EXERCISE DIRECTIONS:
Every line of the material must be written out again unchanged.

----------

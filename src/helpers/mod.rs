//! # Radix Binary
//!
//! An immutable wrapper around raw bytes that can be viewed in any positional
//! numeral base. Values of any length are supported: conversions go through
//! arbitrary-precision arithmetic instead of native integers.
//!
//! # Example
//!
//! ```
//! # use radix_binary::*;
//! # fn main() -> Result<(), BinaryError> {
//! let value = BinaryValue::new("ff", 16)?;
//! assert_eq!(value.to_decimal(), "255");
//! assert_eq!(value.to_binary(), "11111111");
//!
//! // Base 2 input is converted and packed into whole bytes.
//! let value = BinaryValue::new("1010", 2)?;
//! assert_eq!(value.to_hex(), "0a");
//! assert_eq!(value.to_base(BINARY)?, "00001010");
//!
//! // Any ordered alphabet works as an output base.
//! assert_eq!(value.to_base("ACGT")?, "GG");
//! # Ok(())
//! # }
//! ```
//!
//! `BinaryValue::random` produces sample values from a time-seeded hash. It
//! is not a secure source; use `BinaryValue::random_with` and an OS RNG when
//! that matters.

pub mod binary;
pub mod bn;
pub mod error;
pub mod radix;
pub mod rand;
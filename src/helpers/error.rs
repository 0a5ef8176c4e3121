use thiserror::Error;

/// Errors raised while parsing digits or selecting a base.
#[derive(Error, Debug, Clone, PartialEq, Eq)]
pub enum BinaryError {
    /// The base is outside the supported range, or the alphabet has fewer than two symbols.
    #[error("Invalid base {0}")]
    InvalidBase(usize),

    /// A character is not a digit of the declared base.
    #[error("Invalid digit {digit:?} for base {base}")]
    InvalidDigit { digit: char, base: usize },

    /// An alphabet lists the same symbol twice, so two values would share it.
    #[error("Duplicate digit {0:?} in alphabet")]
    DuplicateDigit(char),
}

----------

COMPLETED EXERCISE:
filename src/helpers/mod.rs
//! # Radix Binary
//!
//! An immutable wrapper around raw bytes that can be viewed in any positional
//! numeral base. Values of any length are supported: conversions go through
//! arbitrary-precision arithmetic instead of native integers.
//!
//! # Example
//!
//! ```
//! # use radix_binary::*;
//! # fn main() -> Result<(), BinaryError> {
//! let value = BinaryValue::new("ff", 16)?;
//! assert_eq!(value.to_decimal(), "255");
//! assert_eq!(value.to_binary(), "11111111");
//!
//! // Base 2 input is converted and packed into whole bytes.
//! let value = BinaryValue::new("1010", 2)?;
//! assert_eq!(value.to_hex(), "0a");
//! assert_eq!(value.to_base(BINARY)?, "00001010");
//!
//! // Any ordered alphabet works as an output base.
//! assert_eq!(value.to_base("ACGT")?, "GG");
//! # Ok(())
//! # }
//! ```
//!
//! `BinaryValue::random` produces sample values from a time-seeded hash. It
//! is not a secure source; use `BinaryValue::random_with` and an OS RNG when
//! that matters.

pub mod binary;
pub mod bn;
pub mod error;
pub mod radix;
pub mod rand;
filename src/helpers/error.rs
repository 0a5ef8176c4e3121
use thiserror::Error;

/// Errors raised while parsing digits or selecting a base.
#[derive(Error, Debug, Clone, PartialEq, Eq)]
pub enum BinaryError {
    /// The base is outside the supported range, or the alphabet has fewer than two symbols.
    #[error("Invalid base {0}")]
    InvalidBase(usize),

    /// A character is not a digit of the declared base.
    #[error("Invalid digit {digit:?} for base {base}")]
    InvalidDigit { digit: char, base: usize },

    /// An alphabet lists the same symbol twice, so two values would share it.
    #[error("Duplicate digit {0:?} in alphabet")]
    DuplicateDigit(char),
}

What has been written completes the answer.